The result of this is that traffic from Site 1 to/from the VOIP connections AT&T is providing go like this:

Site 1 originated path: 
10.1.x.y to AT&T goes out Site 1's firewall 
AT&T returns the connection to Site 1's firewall, to 10.1.x.y
Everything's happy and works.

Site 2 originated path:
10.2.x.y to AT&T goes out Site 2's firewall 
AT&T returns the connection to Site 1's firewall addressed to 10.2.x.y
Site 1's router forwards over internal connection to other end, and thence to 10.2.x.y

This means the return path for a site 2 originating session is asymmetric, returning through site 1. This is working for many things but not some. Note that NAT is not involved, but the firewalls are apparently not happy with a TCP session beginning on one and ending on another, as you would expect. (What is not clear after literally days of discussion is why it was designed this way by the vendor).

Here's the thing - they say they can't change their firewall to do this "right" (in any of the several possibilities), and are suggesting that the AT&T network connection move to our Cisco router, and we advertise BGP in a way that will work.

This implies I need to advertise (for example) 10.1.0.0 from Site 1, with a lower preference for 10.2.0.0 and the reverse from the other side. Except my head is hearing reading about BGP and route preference inbound.

I THINK what I want to do is specific MED with a route map, and I see some indication how in this document.

But I am really a bit gun shy as to whether this is a proper fix (notably because if it is, it would seem they could do it in their firewall now (to which we have no access, by the way)).

I should also note this is a critical system that while highly redundant, shifting the BGP advertisements could take down all portions at once, so I cannot experiment practically (though I have asked to set up a separate pair of test connections for that purpose).

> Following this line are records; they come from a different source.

use crate::codec::decode;
use log::debug;
use serde_json::{Map, Value};
use time::Date;

/// Whatever a widget host handed back after rendering a picker
#[derive(Clone, Debug, Eq, PartialEq)]
pub enum RawResult {
    /// Nothing has been selected (or the widget has not reported yet)
    Absent,
    Text(String),
    /// A state object, normally of the form `{"value": ...}`
    Mapping(Map<String, Value>),
    /// Any other JSON value; never a valid selection
    Other(Value),
}

impl From<Value> for RawResult {
    fn from(value: Value) -> RawResult {
        match value {
            Value::Null => RawResult::Absent,
            Value::String(s) => RawResult::Text(s),
            Value::Object(map) => RawResult::Mapping(map),
            other => RawResult::Other(other),
        }
    }
}

impl From<Option<Value>> for RawResult {
    fn from(value: Option<Value>) -> RawResult {
        value.map_or(RawResult::Absent, RawResult::from)
    }
}

/// The outcome of rendering a picker
#[derive(Clone, Debug, Eq, PartialEq)]
pub enum Selection {
    /// No date is selected
    Empty,
    Date(Date),
    /// The widget reported a string that could not be read as a date
    Unparsed(String),
}

impl Selection {
    /// Returns the selected date, if there is one
    pub fn date(&self) -> Option<Date> {
        match self {
            Selection::Date(d) => Some(*d),
            Selection::Empty | Selection::Unparsed(_) => None,
        }
    }

    pub fn is_empty(&self) -> bool {
        matches!(self, Selection::Empty)
    }
}

/// Collapse a widget's raw result into a [`Selection`].
///
/// Strings are decoded with [`decode`].  Mappings are unwrapped through
/// their `"value"` key first; a mapping without one is taken as the value
/// itself, which being a mapping yields [`Selection::Empty`].  Nothing here
/// fails: unexpected shapes are empty selections.
pub fn normalize(raw: RawResult) -> Selection {
    match raw {
        RawResult::Absent => Selection::Empty,
        RawResult::Text(s) => decode(&s),
        RawResult::Mapping(mut map) => {
            let value = map.remove("value").unwrap_or_else(|| {
                debug!("Widget state has no \"value\" key; using the whole object");
                Value::Object(map)
            });
            normalize_scalar(value)
        }
        RawResult::Other(value) => {
            debug!("Ignoring widget result of unexpected shape: {value}");
            Selection::Empty
        }
    }
}

fn normalize_scalar(value: Value) -> Selection {
    match value {
        Value::String(s) => decode(&s),
        Value::Null => Selection::Empty,
        other => {
            debug!("Ignoring non-string widget value: {other}");
            Selection::Empty
        }
    }
}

To the extent it matters, eigrp is runing in the internal network between and among sites 1 and 2, and we have complete control over the transport portions of that network, just not the voip systems and that firewall at each end, which another vendor maintains (the vendor that has more or less thrown up their hands and given up).

Bottom line -- is MED the correct path (pun intended) I should be pursuing? If not, can you give me a pointer to continue my research?

Linwood

MHM Cisco World · ‎09-13-2024

what IGP run?
please check topology below

View solution in original post

paul driver · ‎09-12-2024

Hello
Having dual sites with their own wan egress and also sharing say a dark fibre les connection is an applicable design, its a good form of wan redundancy, infact we have various clients doing this presently

Can you clarify a few things:

Does each site have run its own bgp ASN
Does each site run any internal IGP or IBGP
Are the wan connections running IBGP/EBGP
What routing process is the S2S connection running?
Are you performing any mutual redistribution
what routes are you receiving from the WAN - full/partial/default

Can you share a topology diagram please

Please rate and mark as an accepted solution if you have found any of the information provided useful.
This then could assist others on these forums to find a valuable answer and broadens the community’s global network.

Kind Regards
Paul

cco@leferguson.com · ‎09-12-2024

@paul driver wrote:
Hello
Having dual sites with their own wan egress and also sharing say a dark fibre les connection is an applicable design, its a good form of wan redundancy, infact we have various clients doing this presently

Can you clarify a few things:
Does each site have run its own bgp ASN
Does each site run any internal IGP or IBGP
Are the wan connections running IBGP/EBGP
What routing process is the S2S connection running?
Are you performing any mutual redistribution
what routes are you receiving from the WAN - full/partial/default
Can you share a topology diagram please

The short answer is that I do not have access to the firewall where this information exists. This was a supposedly turn key solution purchased, to which we were to plug in an internal connection between sites. The vendor does not permit us to access their equipment. Our Cisco's connection to those firewalls is to simply treat them as a default gateway -- the internal cisco's are not exchanging any routing protocols with the vendor's firewall. The Firewall treats the Cisco as the next hop for all internal addresses (for either site), all statically routed.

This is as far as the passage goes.